296 infants (150 females-146 male) with suspected CH, arrived from 1987 to 2008 at the "Regional Center of diagnostics confirmation and follow-up of Congenital Hypothyroidism" of Calabria Region, to the Department of Paediatrics of the University "Magna Graecia" of Catanzaro.

Of these: 12 (4 females-8 males) were diagnosed and treated before 1991 (when there were not the newborn screenings); 156 (90 females-66 males) are currently in substitution treatment with levothyroxine and were diagnosed from 1 January 1991, when the "Regional Center for Neonatal Screening" started operating; 128 (56 females-72 males) were affected by transient congenital hypothyroidism; of these 106 (49 females-57 males) have never made replacement therapy and 22 (7 females-15 males) stopped therapy for the gradual normalization of hormonal values, all with thyroid in situ.

Of these 22 children: 19 (6 females-3 males) have interrupted therapy with gradual decrease of the same without revaluation with thyroid scintigraphy, 3 (1 female-2 males) suspended therapy after revaluation with thyroid scintigraphy without relapse.

The parameters evaluated for the suspension of substitution therapy were: age > 1 year and reassessment of thyroid function after at least 2 months of suspension.

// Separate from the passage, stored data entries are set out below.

impl fmt::Display for Filter {
    fn fmt(&self, f: &mut fmt::Formatter<'_>) -> fmt::Result {
        match self {
            Self::And(filters) => {
                f.write_str("(&")?;
                for filter in filters {
                    write!(f, "{}", filter)?;
                }
                f.write_str(")")
            }
            Self::Or(filters) => {
                f.write_str("(|")?;
                for filter in filters {
                    write!(f, "{}", filter)?;
                }
                f.write_str(")")
            }
            Self::Not(inner) => write!(f, "(!{})", inner),
            Self::Equal { attr, value } => {
                write!(f, "({}={})", attr, escape_filter_value(value))
            }
            Self::GreaterOrEqual { attr, value } => {
                write!(f, "({}>={})", attr, escape_filter_value(value))
            }
            Self::LessOrEqual { attr, value } => {
                write!(f, "({}<={})", attr, escape_filter_value(value))
            }
            Self::Approx { attr, value } => {
                write!(f, "({}~={})", attr, escape_filter_value(value))
            }
            Self::Extensible {
                attr,
                dn_attrs,
                rule,
                value,
            } => {
                f.write_str("(")?;
                if let Some(attr) = attr {
                    f.write_str(attr)?;
                }
                if *dn_attrs {
                    f.write_str(":dn")?;
                }
                if let Some(rule) = rule {
                    write!(f, ":{}", rule)?;
                }
                write!(f, ":={})", escape_filter_value(value))
            }
            Self::Present(attr) => write!(f, "({}=*)", attr),
            Self::Substring {
                attr,
                initial,
                any,
                last,
            } => {
                write!(f, "({}=", attr)?;
                if let Some(initial) = initial {
                    f.write_str(&escape_filter_value(initial))?;
                }
                f.write_str("*")?;
                for part in any {
                    write!(f, "{}*", escape_filter_value(part))?;
                }
                if let Some(last) = last {
                    f.write_str(&escape_filter_value(last))?;
                }
                f.write_str(")")
            }
        }
    }
}

/// Escape an assertion value so user input cannot alter the filter.
pub fn escape_filter_value(value: &str) -> String {
    ldap3::ldap_escape(value).into_owned()
}

// ---------------------------------------------------------------------------
// Parser
// ---------------------------------------------------------------------------

struct FilterParser {
    chars: Vec<char>,
    pos: usize,
}

impl FilterParser {
    fn peek(&self) -> Option<char> {
        self.chars.get(self.pos).copied()
    }

    fn expect(&mut self, want: char) -> Result<(), FilterError> {
        match self.peek() {
            Some(c) if c == want => {
                self.pos += 1;
                Ok(())
            }
            Some(c) => Err(FilterError::Unexpected {
                found: format!("'{}'", c),
                pos: self.pos,
            }),
            None => Err(FilterError::UnexpectedEnd),
        }
    }

    fn filter(&mut self) -> Result<Filter, FilterError> {
        self.expect('(')?;
        let filter = match self.peek() {
            Some('&') => {
                self.pos += 1;
                Filter::And(self.filter_list()?)
            }
            Some('|') => {
                self.pos += 1;
                Filter::Or(self.filter_list()?)
            }
            Some('!') => {
                self.pos += 1;
                Filter::Not(Box::new(self.filter()?))
            }
            Some(_) => self.item()?,
            None => return Err(FilterError::UnexpectedEnd),
        };
        self.expect(')')?;
        Ok(filter)
    }

    fn filter_list(&mut self) -> Result<Vec<Filter>, FilterError> {
        let mut filters = Vec::new();
        while self.peek() == Some('(') {
            filters.push(self.filter()?);
        }
        if filters.is_empty() {
            return match self.peek() {
                Some(c) => Err(FilterError::Unexpected {
                    found: format!("'{}'", c),
                    pos: self.pos,
                }),
                None => Err(FilterError::UnexpectedEnd),
            };
        }
        Ok(filters)
    }

    fn unexpected(&self, pos: usize) -> FilterError {
        match self.chars.get(pos) {
            Some(c) => FilterError::Unexpected {
                found: format!("'{}'", c),
                pos,
            },
            None => FilterError::UnexpectedEnd,
        }
    }

    fn take_while(&mut self, pred: impl Fn(char) -> bool) -> String {
        let mut out = String::new();
        while let Some(c) = self.peek().filter(|c| pred(*c)) {
            out.push(c);
            self.pos += 1;
        }
        out
    }

    fn item(&mut self) -> Result<Filter, FilterError> {
        let start = self.pos;
        let attr = self.take_while(is_descr_char);
        if self.peek() == Some(':') {
            return self.extensible(attr, start);
        }
        if attr.is_empty() {
            return Err(self.unexpected(start));
        }

        let op = match (self.peek(), self.chars.get(self.pos + 1).copied()) {
            (Some('='), _) => '=',
            (Some(c @ ('>' | '<' | '~')), Some('=')) => {
                self.pos += 1;
                c
            }
            _ => return Err(self.unexpected(self.pos)),
        };
        self.pos += 1;

        let mut parts = self.assertion_value(op == '=')?;
        if op != '=' {
            let value = parts.remove(0);
            return Ok(match op {
                '>' => Filter::GreaterOrEqual { attr, value },
                '<' => Filter::LessOrEqual { attr, value },
                _ => Filter::Approx { attr, value },
            });
        }

        if parts.len() == 1 {
            let value = parts.remove(0);
            return Ok(Filter::Equal { attr, value });
        }
        if parts.len() == 2 && parts.iter().all(String::is_empty) {
            return Ok(Filter::Present(attr));
        }

        let last = parts.pop().filter(|s| !s.is_empty());
        let initial = Some(parts.remove(0)).filter(|s| !s.is_empty());
        let any = parts.into_iter().filter(|s| !s.is_empty()).collect();
        Ok(Filter::Substring {
            attr,
            initial,
            any,
            last,
        })
    }

    /// `[attr][:dn][:rule]:=value`, positioned at the first ':'.
    fn extensible(&mut self, attr: String, start: usize) -> Result<Filter, FilterError> {
        let mut dn_attrs = false;
        let mut rule: Option<String> = None;
        loop {
            self.expect(':')?;
            if self.peek() == Some('=') {
                self.pos += 1;
                break;
            }
            let at = self.pos;
            let token = self.take_while(is_descr_char);
            if token.is_empty() || rule.is_some() {
                return Err(self.unexpected(at));
            }
            if token.eq_ignore_ascii_case("dn") && !dn_attrs {
                dn_attrs = true;
            } else {
                rule = Some(token);
            }
        }
        if attr.is_empty() && rule.is_none() {
            return Err(self.unexpected(start));
        }

        let mut parts = self.assertion_value(false)?;
        Ok(Filter::Extensible {
            attr: Some(attr).filter(|a| !a.is_empty()),
            dn_attrs,
            rule,
            value: parts.remove(0),
        })
    }

    /// Read an assertion value up to the closing ')', decoding `\XX`
    /// escapes as UTF-8. With `substrings` the value is split on unescaped
    /// '*'; otherwise a '*' is an error. Always returns at least one part.
    fn assertion_value(&mut self, substrings: bool) -> Result<Vec<String>, FilterError> {
        let start = self.pos;
        let mut parts: Vec<Vec<u8>> = vec![Vec::new()];
        loop {
            match self.peek() {
                Some(')') => break,
                Some('(') => return Err(self.unexpected(self.pos)),
                Some('*') if substrings => {
                    parts.push(Vec::new());
                    self.pos += 1;
                }
                Some('*') => return Err(self.unexpected(self.pos)),
                Some('\\') => {
                    let at = self.pos;
                    let hex: String = self.chars.iter().skip(at + 1).take(2).collect();
                    if hex.len() != 2 || !hex.chars().all(|c| c.is_ascii_hexdigit()) {
                        return Err(FilterError::InvalidEscape(at));
                    }
                    let byte = u8::from_str_radix(&hex, 16).map_err(|_| FilterError::InvalidEscape(at))?;
                    if let Some(last) = parts.last_mut() {
                        last.push(byte);
                    }
                    self.pos += 3;
                }
                Some(c) => {
                    if let Some(last) = parts.last_mut() {
                        let mut buf = [0u8; 4];
                        last.extend_from_slice(c.encode_utf8(&mut buf).as_bytes());
                    }
                    self.pos += 1;
                }
                None => return Err(FilterError::UnexpectedEnd),
            }
        }

        parts
            .into_iter()
            .map(|bytes| String::from_utf8(bytes).map_err(|_| FilterError::InvalidEscape(start)))
            .collect()
    }
}

fn is_descr_char(c: char) -> bool {
    c.is_ascii_alphanumeric() || c == '-' || c == '.' || c == ';'
}

#[cfg(test)]
mod tests {
    use super::*;

    fn entry() -> DirectoryEntry {
        DirectoryEntry::new("uid=jdoe,ou=people,dc=example,dc=org")
            .with_attr("uid", ["jdoe"])
            .with_attr("objectClass", ["top", "inetOrgPerson"])
            .with_attr("mail", ["John.Doe@example.org"])
    }

    #[test]
    fn test_user_lookup_escapes_input() {
        let base = Filter::parse("(objectClass=inetOrgPerson)").unwrap();
        let filter = Filter::user_lookup("uid", "j*doe)(uid=*", Some(&base));
        assert_eq!(
            filter.to_string(),
            r"(&(objectClass=inetOrgPerson)(uid=j\2adoe\29\28uid=\2a))"
        );
        assert_eq!(Filter::user_lookup("uid", "jdoe", None).to_string(), "(uid=jdoe)");
    }

    #[test]
    fn test_parse_compound() {
        let filter = Filter::parse("(&(objectClass=person)(|(uid=a*)(!(mail=*))))").unwrap();
        match &filter {
            Filter::And(parts) => assert_eq!(parts.len(), 2),
            other => panic!("expected And, got {:?}", other),
        }
        assert_eq!(
            filter.to_string(),
            "(&(objectClass=person)(|(uid=a*)(!(mail=*))))"
        );
    }

    #[test]
    fn test_parse_bare_and_escapes() {
        let filter = Filter::parse("objectClass=inetOrgPerson").unwrap();
        assert_eq!(filter, Filter::equality("objectClass", "inetOrgPerson"));

        let filter = Filter::parse(r"(cn=a\2ab)").unwrap();
        assert_eq!(filter, Filter::equality("cn", "a*b"));
    }

    #[test]
    fn test_parse_utf8_escapes() {
        let filter = Filter::parse(r"(cn=Ren\c3\a9)").unwrap();
        assert_eq!(filter, Filter::equality("cn", "René"));
        assert_eq!(filter.to_string(), "(cn=René)");

        let entry = DirectoryEntry::new("cn=René,dc=example").with_attr("cn", ["René"]);
        assert!(filter.matches(&entry));

        let filter = Filter::parse(r"(cn=Ren\c3\a9*)").unwrap();
        assert!(filter.matches(&entry));

        assert!(matches!(Filter::parse(r"(cn=\c3)"), Err(FilterError::InvalidEscape(_))));
    }

    #[test]
    fn test_parse_ordering_and_approx() {
        for text in ["(uidNumber>=1000)", "(uidNumber<=2000)", "(sn~=smith)"] {
            assert_eq!(Filter::parse(text).unwrap().to_string(), text);
        }
        assert_eq!(
            Filter::parse("(uidNumber>=1000)").unwrap(),
            Filter::GreaterOrEqual {
                attr: "uidNumber".into(),
                value: "1000".into()
            }
        );
        assert!(matches!(Filter::parse("(uidNumber>=1*)"), Err(FilterError::Unexpected { .. })));
        assert!(matches!(Filter::parse("(uidNumber>1000)"), Err(FilterError::Unexpected { .. })));
    }

    #[test]
    fn test_parse_extensible() {
        let text = "(&(objectCategory=person)(!(userAccountControl:1.2.840.113556.1.4.803:=2)))";
        let filter = Filter::parse(text).unwrap();
        assert_eq!(filter.to_string(), text);

        assert_eq!(
            Filter::parse("(cn:dn:caseExactMatch:=Ops)").unwrap(),
            Filter::Extensible {
                attr: Some("cn".into()),
                dn_attrs: true,
                rule: Some("caseExactMatch".into()),
                value: "Ops".into(),
            }
        );
        assert_eq!(Filter::parse("(:dn:2.4.8.10:=x)").unwrap().to_string(), "(:dn:2.4.8.10:=x)");
        assert_eq!(Filter::parse("(cn:=Ops)").unwrap().to_string(), "(cn:=Ops)");
        assert!(Filter::parse("(:=x)").is_err());
        assert!(Filter::parse("(cn:a:b:=x)").is_err());
    }

    #[test]
    fn test_matches_ordering() {
        let e = DirectoryEntry::new("uid=jdoe,dc=example")
            .with_attr("uidNumber", ["1500"])
            .with_attr("sn", ["Doe"])
            .with_attr("userAccountControl", ["514"]);
        assert!(Filter::parse("(uidNumber>=1000)").unwrap().matches(&e));
        assert!(!Filter::parse("(uidNumber>=10000)").unwrap().matches(&e));
        assert!(Filter::parse("(uidNumber<=9999)").unwrap().matches(&e));
        assert!(Filter::parse("(sn~=doe)").unwrap().matches(&e));
        assert!(Filter::parse("(sn:=DOE)").unwrap().matches(&e));
        assert!(!Filter::parse("(userAccountControl:1.2.840.113556.1.4.803:=2)")
            .unwrap()
            .matches(&e));
    }

    #[test]
    fn test_parse_errors() {
        assert_eq!(Filter::parse(""), Err(FilterError::Empty));
        assert_eq!(Filter::parse("(uid=a"), Err(FilterError::UnexpectedEnd));
        assert!(matches!(Filter::parse("(&)"), Err(FilterError::Unexpected { .. })));
        assert!(matches!(Filter::parse("(uid=a)x"), Err(FilterError::Trailing(_))));
        assert!(matches!(Filter::parse(r"(uid=\zz)"), Err(FilterError::InvalidEscape(_))));
        assert!(matches!(Filter::parse("(=a)"), Err(FilterError::Unexpected { .. })));
    }

    #[test]
    fn test_matches() {
        let e = entry();
        assert!(Filter::parse("(uid=JDOE)").unwrap().matches(&e));
        assert!(Filter::parse("(objectClass=inetOrgPerson)").unwrap().matches(&e));
        assert!(Filter::parse("(mail=*)").unwrap().matches(&e));
        assert!(!Filter::parse("(telephoneNumber=*)").unwrap().matches(&e));
        assert!(Filter::parse("(mail=john*@example.org)").unwrap().matches(&e));
        assert!(Filter::parse("(mail=*doe*)").unwrap().matches(&e));
        assert!(!Filter::parse("(mail=jane*)").unwrap().matches(&e));
        assert!(Filter::parse("(&(uid=jdoe)(!(uid=other)))").unwrap().matches(&e));
        assert!(Filter::parse("(|(uid=nobody)(uid=jdoe))").unwrap().matches(&e));
    }
}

The average duration of therapy before the stop in these 22 patients were: females 42 months (range 36-48 months); males 44 months (range 13-96 months).

Our data shows that this phenomenon has increased in recent years, particularly from January 2000 to December 2008, during which it was diagnosed with almost all patients with Transient congenital hypothyroidism of the Center.

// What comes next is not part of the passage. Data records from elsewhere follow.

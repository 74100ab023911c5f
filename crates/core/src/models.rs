//! Domain model types shared by the authenticator, the user store and the CLI.

use chrono::{DateTime, Utc};
use serde::{Deserialize, Serialize};

use crate::directory::DirectoryEntry;

// ---------------------------------------------------------------------------
// Users
// ---------------------------------------------------------------------------

/// Profile fields copied from the directory entry.
#[derive(Debug, Clone, Default, PartialEq, Eq, Serialize, Deserialize)]
pub struct UserProfile {
    pub first_name: String,
    pub last_name: String,
    pub email: String,
}

impl UserProfile {
    /// Read the profile from `entry` using the configured attribute names.
    /// Missing attributes become empty strings.
    pub fn from_entry(entry: &DirectoryEntry, first: &str, last: &str, email: &str) -> Self {
        let read = |attr: &str| entry.first(attr).unwrap_or_default().trim().to_string();
        Self {
            first_name: read(first),
            last_name: read(last),
            email: read(email),
        }
    }
}

/// A locally provisioned user.
#[derive(Debug, Clone, Serialize, Deserialize)]
pub struct UserRecord {
    pub id: i64,
    pub username: String,
    #[serde(flatten)]
    pub profile: UserProfile,
    pub active: bool,
    pub roles: Vec<String>,
    pub created_on: DateTime<Utc>,
    pub changed_on: DateTime<Utc>,
    pub last_login: Option<DateTime<Utc>>,
    pub login_count: i64,
    pub fail_login_count: i64,
}

impl UserRecord {
    pub fn has_role(&self, role: &str) -> bool {
        self.roles.iter().any(|r| r == role)
    }
}

// ---------------------------------------------------------------------------
// Login result
// ---------------------------------------------------------------------------

/// Outcome of a successful login.
#[derive(Debug, Clone, Serialize)]
pub struct AuthenticatedUser {
    pub user: UserRecord,
    /// DN of the directory entry that authenticated.
    pub dn: String,
    /// Values of the group attribute, as returned by the server.
    pub groups: Vec<String>,
    /// The local user was created by this login.
    pub newly_registered: bool,
}

impl AuthenticatedUser {
    pub fn is_admin(&self, admin_role: &str) -> bool {
        self.user.has_role(admin_role)
    }
}
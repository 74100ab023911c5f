//! Directory server access.
//!
//! The authenticator talks to the directory through two small traits so the
//! same login flow runs against a real server ([`ldap::LdapConnector`]) or
//! an in-process fixture ([`memory::MemoryDirectory`]).

pub mod ldap;
pub mod memory;

use std::collections::BTreeMap;

use serde::{Deserialize, Serialize};

use crate::errors::DirectoryError;
use crate::filter::Filter;

pub use ldap::LdapConnector;
pub use memory::MemoryDirectory;

/// LDAP result code for `invalidCredentials`.
pub const RC_INVALID_CREDENTIALS: u32 = 49;
/// LDAP result code for `unwillingToPerform` (disabled / locked accounts).
pub const RC_UNWILLING_TO_PERFORM: u32 = 53;
/// LDAP result code for `noSuchObject`.
pub const RC_NO_SUCH_OBJECT: u32 = 32;

/// Outcome of a simple bind.
#[derive(Debug, Clone, Copy, PartialEq, Eq)]
pub enum BindStatus {
    Success,
    InvalidCredentials,
    AccountDisabled,
    Other(u32),
}

impl BindStatus {
    /// Classify an LDAP result code.
    pub fn from_rc(rc: u32) -> Self {
        match rc {
            0 => Self::Success,
            RC_INVALID_CREDENTIALS => Self::InvalidCredentials,
            RC_UNWILLING_TO_PERFORM => Self::AccountDisabled,
            other => Self::Other(other),
        }
    }

    /// The LDAP result code this status stands for.
    pub fn rc(&self) -> u32 {
        match self {
            Self::Success => 0,
            Self::InvalidCredentials => RC_INVALID_CREDENTIALS,
            Self::AccountDisabled => RC_UNWILLING_TO_PERFORM,
            Self::Other(rc) => *rc,
        }
    }

    pub fn is_success(&self) -> bool {
        matches!(self, Self::Success)
    }
}

/// A directory entry: DN plus multi-valued attributes.
///
/// Attribute names are matched case-insensitively.
#[derive(Debug, Clone, Default, PartialEq, Eq, Serialize, Deserialize)]
pub struct DirectoryEntry {
    pub dn: String,
    attrs: BTreeMap<String, Vec<String>>,
}

impl DirectoryEntry {
    pub fn new(dn: impl Into<String>) -> Self {
        Self {
            dn: dn.into(),
            attrs: BTreeMap::new(),
        }
    }

    /// Builder-style attribute setter (replaces existing values).
    pub fn with_attr<I, V>(mut self, name: &str, values: I) -> Self
    where
        I: IntoIterator<Item = V>,
        V: Into<String>,
    {
        self.set_attr(name, values);
        self
    }

    /// Replace the values of an attribute.
    pub fn set_attr<I, V>(&mut self, name: &str, values: I)
    where
        I: IntoIterator<Item = V>,
        V: Into<String>,
    {
        self.attrs.insert(
            name.to_ascii_lowercase(),
            values.into_iter().map(Into::into).collect(),
        );
    }

    /// All values of an attribute; empty when absent.
    pub fn values(&self, name: &str) -> &[String] {
        self.attrs
            .get(&name.to_ascii_lowercase())
            .map(Vec::as_slice)
            .unwrap_or(&[])
    }

    /// First value of an attribute.
    pub fn first(&self, name: &str) -> Option<&str> {
        self.values(name).first().map(String::as_str)
    }

    /// A copy restricted to `attrs`; an empty list keeps everything.
    pub fn project(&self, attrs: &[&str]) -> Self {
        if attrs.is_empty() {
            return self.clone();
        }
        let wanted: Vec<String> = attrs.iter().map(|a| a.to_ascii_lowercase()).collect();
        Self {
            dn: self.dn.clone(),
            attrs: self
                .attrs
                .iter()
                .filter(|(k, _)| wanted.contains(k))
                .map(|(k, v)| (k.clone(), v.clone()))
                .collect(),
        }
    }
}

/// Opens sessions against a directory server.
#[allow(async_fn_in_trait)]
pub trait DirectoryConnector {
    type Session: DirectorySession;

    /// Open a new, unbound session.
    async fn connect(&self) -> Result<Self::Session, DirectoryError>;

    /// Human-readable server address for logs.
    fn server(&self) -> &str;
}

/// One connection to the directory.
#[allow(async_fn_in_trait)]
pub trait DirectorySession {
    /// Simple bind. A rejected bind is a [`BindStatus`], not an error.
    async fn simple_bind(&mut self, dn: &str, password: &str) -> Result<BindStatus, DirectoryError>;

    /// Subtree search under `base`. A missing base yields no entries.
    async fn search(
        &mut self,
        base: &str,
        filter: &Filter,
        attrs: &[&str],
    ) -> Result<Vec<DirectoryEntry>, DirectoryError>;

    /// Close the session.
    async fn unbind(&mut self) -> Result<(), DirectoryError>;
}

#[cfg(test)]
mod tests {
    use super::*;

    #[test]
    fn test_bind_status_codes() {
        assert_eq!(BindStatus::from_rc(0), BindStatus::Success);
        assert_eq!(BindStatus::from_rc(49), BindStatus::InvalidCredentials);
        assert_eq!(BindStatus::from_rc(53), BindStatus::AccountDisabled);
        assert_eq!(BindStatus::from_rc(52), BindStatus::Other(52));
        assert_eq!(BindStatus::Other(52).rc(), 52);
    }

    #[test]
    fn test_entry_attributes_case_insensitive() {
        let entry = DirectoryEntry::new("uid=jdoe,dc=example,dc=org")
            .with_attr("memberOf", ["cn=a,dc=example,dc=org", "cn=b,dc=example,dc=org"])
            .with_attr("givenName", ["John"]);

        assert_eq!(entry.values("MEMBEROF").len(), 2);
        assert_eq!(entry.first("givenname"), Some("John"));
        assert!(entry.values("mail").is_empty());
        assert_eq!(entry.first("mail"), None);

        let projected = entry.project(&["givenName"]);
        assert_eq!(projected.first("givenName"), Some("John"));
        assert!(projected.values("memberOf").is_empty());
    }
}
use std::path::{Path, PathBuf};
use std::process::ExitCode;
use std::sync::Arc;
use std::time::Duration;

use anyhow::{Context, Result};
use clap::{Parser, Subcommand};
use comfy_table::{presets::UTF8_FULL, Cell, ContentArrangement, Table};
use indicatif::{ProgressBar, ProgressStyle};
use tracing::{debug, info};
use tracing_subscriber::EnvFilter;

use dirauth_core::config::AppConfig;
use dirauth_core::db::Database;
use dirauth_core::directory::LdapConnector;
use dirauth_core::dn::DistinguishedName;
use dirauth_core::{Authenticator, ConfigSummary};

// ---------------------------------------------------------------------------
// CLI argument definitions
// ---------------------------------------------------------------------------

/// dirauth command-line tool.
#[derive(Parser, Debug)]
#[command(
    name = "dirauth",
    version,
    about = "Configure and test LDAP authentication and group-to-role mapping"
)]
struct Cli {
    /// Path to the TOML configuration file.
    #[arg(short, long, global = true, default_value_os_t = default_config_path())]
    config: PathBuf,

    /// Log filter (e.g. `debug`, `warn,dirauth_core::auth=info`). Overrides
    /// the `[logging]` section.
    #[arg(long, global = true)]
    log_level: Option<String>,

    #[command(subcommand)]
    command: Commands,
}

#[derive(Subcommand, Debug)]
enum Commands {
    /// Generate a default configuration file.
    Init {
        /// Output path for the generated config file.
        #[arg(short, long, default_value = "./dirauth.toml")]
        output: PathBuf,
    },

    /// Validate a configuration file and print the summary.
    Validate,

    /// Connect to the directory server and perform the service bind.
    Ping,

    /// Show which roles a set of group DNs resolves to.
    Roles {
        /// Group DNs as the server would return them in the group attribute.
        #[arg(required_unless_present = "list")]
        groups: Vec<String>,

        /// List the configured mapping and the roles held by provisioned
        /// users instead.
        #[arg(long, conflicts_with = "groups")]
        list: bool,
    },

    /// Log in as a user, provisioning the local record.
    Login {
        /// Login name.
        username: String,

        /// Read the password from this environment variable instead of
        /// prompting.
        #[arg(long)]
        password_env: Option<String>,
    },

    /// List provisioned users.
    Users {
        /// Print JSON instead of a table.
        #[arg(long)]
        json: bool,
    },
}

The peak of the diagnosis of this condition was in 2004, when there was further lowering of cut-off value of TSH from 10mU/L to 8 mU/L.

Each year, about 18 500 newborns are screened at the Regional Center for Neonatal Screening [12]. In Calabria the TSH cut-off, which until the early months of 2002 was 20 mU/L, was gradually changed in recent years on the basis of experimental evidence; became 15 mU/L in May 2002, 10 mU/L in April 2003, 8 mU/L in May 2004 has reached the threshold value of 7 mU/L in March 2007.

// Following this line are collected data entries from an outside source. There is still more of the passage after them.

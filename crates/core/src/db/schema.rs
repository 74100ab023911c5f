//! Database schema definitions and migration runner.
//!
//! Migrations are SQL strings applied in order. The SQLite `user_version`
//! pragma records which migrations have already been applied.

use rusqlite::Connection;
use tracing::{debug, info};

use crate::errors::DatabaseError;

/// All migrations, in order. Each entry is `(version, description, sql)`.
static MIGRATIONS: &[(u32, &str, &str)] = &[
    (
        1,
        "users and roles",
        r#"
        CREATE TABLE IF NOT EXISTS users (
            id               INTEGER PRIMARY KEY AUTOINCREMENT,
            username         TEXT    NOT NULL UNIQUE,
            first_name       TEXT    NOT NULL DEFAULT '',
            last_name        TEXT    NOT NULL DEFAULT '',
            email            TEXT    NOT NULL DEFAULT '',
            active           INTEGER NOT NULL DEFAULT 1,
            created_on       TEXT    NOT NULL,
            changed_on       TEXT    NOT NULL,
            last_login       TEXT,
            login_count      INTEGER NOT NULL DEFAULT 0,
            fail_login_count INTEGER NOT NULL DEFAULT 0
        );

        CREATE TABLE IF NOT EXISTS roles (
            id    INTEGER PRIMARY KEY AUTOINCREMENT,
            name  TEXT    NOT NULL UNIQUE
        );

        CREATE TABLE IF NOT EXISTS user_roles (
            user_id  INTEGER NOT NULL REFERENCES users (id) ON DELETE CASCADE,
            role_id  INTEGER NOT NULL REFERENCES roles (id) ON DELETE CASCADE,
            PRIMARY KEY (user_id, role_id)
        );

        CREATE INDEX IF NOT EXISTS idx_user_roles_role ON user_roles (role_id);
        "#,
    ),
    (
        2,
        "case-insensitive username lookup",
        r#"
        CREATE UNIQUE INDEX IF NOT EXISTS idx_users_username_nocase
            ON users (username COLLATE NOCASE);
        "#,
    ),
];

/// Run all pending migrations against `conn`.
pub fn run_migrations(conn: &Connection) -> Result<(), DatabaseError> {
    let current_version = get_schema_version(conn)?;
    info!(
        current_version,
        target_version = MIGRATIONS.last().map(|m| m.0).unwrap_or(0),
        "checking database migrations"
    );

    for &(version, description, sql) in MIGRATIONS {
        if version > current_version {
            info!(version, description, "applying migration");
            conn.execute_batch(sql)
                .map_err(|e| DatabaseError::MigrationFailed {
                    version,
                    detail: e.to_string(),
                })?;
            set_schema_version(conn, version)?;
            debug!(version, "migration applied");
        }
    }

    Ok(())
}

fn get_schema_version(conn: &Connection) -> Result<u32, DatabaseError> {
    let version: u32 = conn.pragma_query_value(None, "user_version", |row| row.get(0))?;
    Ok(version)
}

fn set_schema_version(conn: &Connection, version: u32) -> Result<(), DatabaseError> {
    conn.pragma_update(None, "user_version", version)?;
    Ok(())
}

#[cfg(test)]
mod tests {
    use super::*;

    #[test]
    fn test_migrations_run_idempotently() {
        let conn = Connection::open_in_memory().unwrap();
        run_migrations(&conn).unwrap();
        run_migrations(&conn).unwrap();
        assert_eq!(get_schema_version(&conn).unwrap(), 2);
    }

    #[test]
    fn test_tables_created() {
        let conn = Connection::open_in_memory().unwrap();
        run_migrations(&conn).unwrap();

        let tables: Vec<String> = {
            let mut stmt = conn
                .prepare("SELECT name FROM sqlite_master WHERE type='table' ORDER BY name")
                .unwrap();
            stmt.query_map([], |row| row.get(0))
                .unwrap()
                .filter_map(|r| r.ok())
                .collect()
        };

        for table in ["users", "roles", "user_roles"] {
            assert!(tables.contains(&table.to_string()), "missing {}", table);
        }
    }

    #[test]
    fn test_username_unique_ignoring_case() {
        let conn = Connection::open_in_memory().unwrap();
        run_migrations(&conn).unwrap();
        let insert = "INSERT INTO users (username, created_on, changed_on) VALUES (?1, 'x', 'x')";
        conn.execute(insert, ["jdoe"]).unwrap();
        assert!(conn.execute(insert, ["JDoe"]).is_err());
    }
}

In the cohort of patients with congenital hypothy-roidism of our Center, we assessed the following data:

1. sex;

2. values of TSH and T4 in the I and II spot (if performed);

3. the dosage of sieric hormones;

4. the presence of a possible family history of thyroid disease;

5. enforcement of thyroid echography to determine of etiology and / or thyroid scintigraphy with Tc99 or I123 to evaluate the morphology and function of thyroid gland;

6. the performance of radiography of the knee, to see the presence or absence of nucleus of ossification in the cases indicated;

7. the age of diagnosis;

8. the date of onset of therapy, the dosage and its possible variations.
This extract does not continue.